Entries taken from a collection
▼

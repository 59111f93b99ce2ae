//! Error types for the client layer.
//!
//! ERROR HANDLING
//! ==============
//! `ValidationError` carries the exact user-facing text: its `Display` is
//! what the error banner shows. `ApiError` covers transport and backend
//! failures; auth flows surface the backend's own message, everything else
//! is logged. `EditorError` is what editor operations return.

use deck::{DeckError, PresentationId};

#[derive(Debug, thiserror::Error)]
pub enum ApiError {
    #[error("no authentication token found")]
    MissingToken,
    #[error("http request failed: {0}")]
    Http(#[from] reqwest::Error),
    #[error("http client build failed: {0}")]
    HttpClientBuild(String),
    /// Non-2xx response carrying the backend's `error` field.
    #[error("{message}")]
    Backend { status: u16, message: String },
    /// Non-2xx response without a usable error body.
    #[error("HTTP {0}")]
    Status(u16),
    #[error("invalid JSON payload: {0}")]
    Decode(#[from] serde_json::Error),
    #[error("presentation not found: {0}")]
    NotFound(PresentationId),
    /// The stored copy moved on since it was loaded; the save was not sent.
    #[error("presentation {id} was changed elsewhere (stored revision {stored}, editing revision {editing})")]
    Conflict { id: PresentationId, stored: u64, editing: u64 },
    #[error("token storage failed: {0}")]
    TokenStore(#[from] std::io::Error),
}

impl ApiError {
    /// The backend's own message, for flows that show it to the user.
    #[must_use]
    pub fn backend_message(&self) -> Option<&str> {
        match self {
            Self::Backend { message, .. } => Some(message),
            _ => None,
        }
    }
}

/// Form validation failures. The message is shown to the user verbatim.
#[derive(Debug, Clone, Copy, PartialEq, Eq, thiserror::Error)]
pub enum ValidationError {
    #[error("Width or Height is not between 0 and 100")]
    TextBoxSize,
    #[error("Width or Height must be between 0 and 100.")]
    ElementSize,
    #[error("X or Y must be between 0 and 100.")]
    ElementPosition,
    #[error("Please provide an image URL or upload a file.")]
    MissingImage,
    #[error("Please provide a YouTube video URL.")]
    MissingVideoUrl,
    #[error("Invalid YouTube URL.")]
    InvalidVideoUrl,
    #[error("Title cannot be empty.")]
    EmptyTitle,
    #[error("Presentation name is required.")]
    MissingPresentationName,
    #[error("Passwords do not match. Please re-enter your password and try again.")]
    PasswordMismatch,
}

#[derive(Debug, thiserror::Error)]
pub enum EditorError {
    #[error(transparent)]
    Validation(#[from] ValidationError),
    #[error(transparent)]
    Deck(#[from] DeckError),
    #[error(transparent)]
    Api(#[from] ApiError),
    /// A keyboard or pointer action arrived while an overlay was open.
    #[error("ignored while a dialog is open")]
    OverlayOpen,
    #[error("slide container has not been measured")]
    Unmeasured,
}

/// Login, registration and logout failures. `Display` is the text shown
/// on the page.
#[derive(Debug, thiserror::Error)]
pub enum AuthError {
    #[error(transparent)]
    Validation(#[from] ValidationError),
    #[error("{message}")]
    Rejected {
        message: String,
        #[source]
        source: ApiError,
    },
    #[error(transparent)]
    Api(#[from] ApiError),
}

impl EditorError {
    /// Text for the error banner, for errors the user is meant to see.
    #[must_use]
    pub fn banner_message(&self) -> Option<String> {
        match self {
            Self::Validation(e) => Some(e.to_string()),
            Self::Deck(DeckError::LastSlide) => Some(DeckError::LastSlide.to_string()),
            _ => None,
        }
    }
}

▲

**BRIEF**
Each line above that contains the string "YouTube" should be identified and copied.

**TASK OUTPUT**
    #[error("Please provide a YouTube video URL.")]
    #[error("Invalid YouTube URL.")]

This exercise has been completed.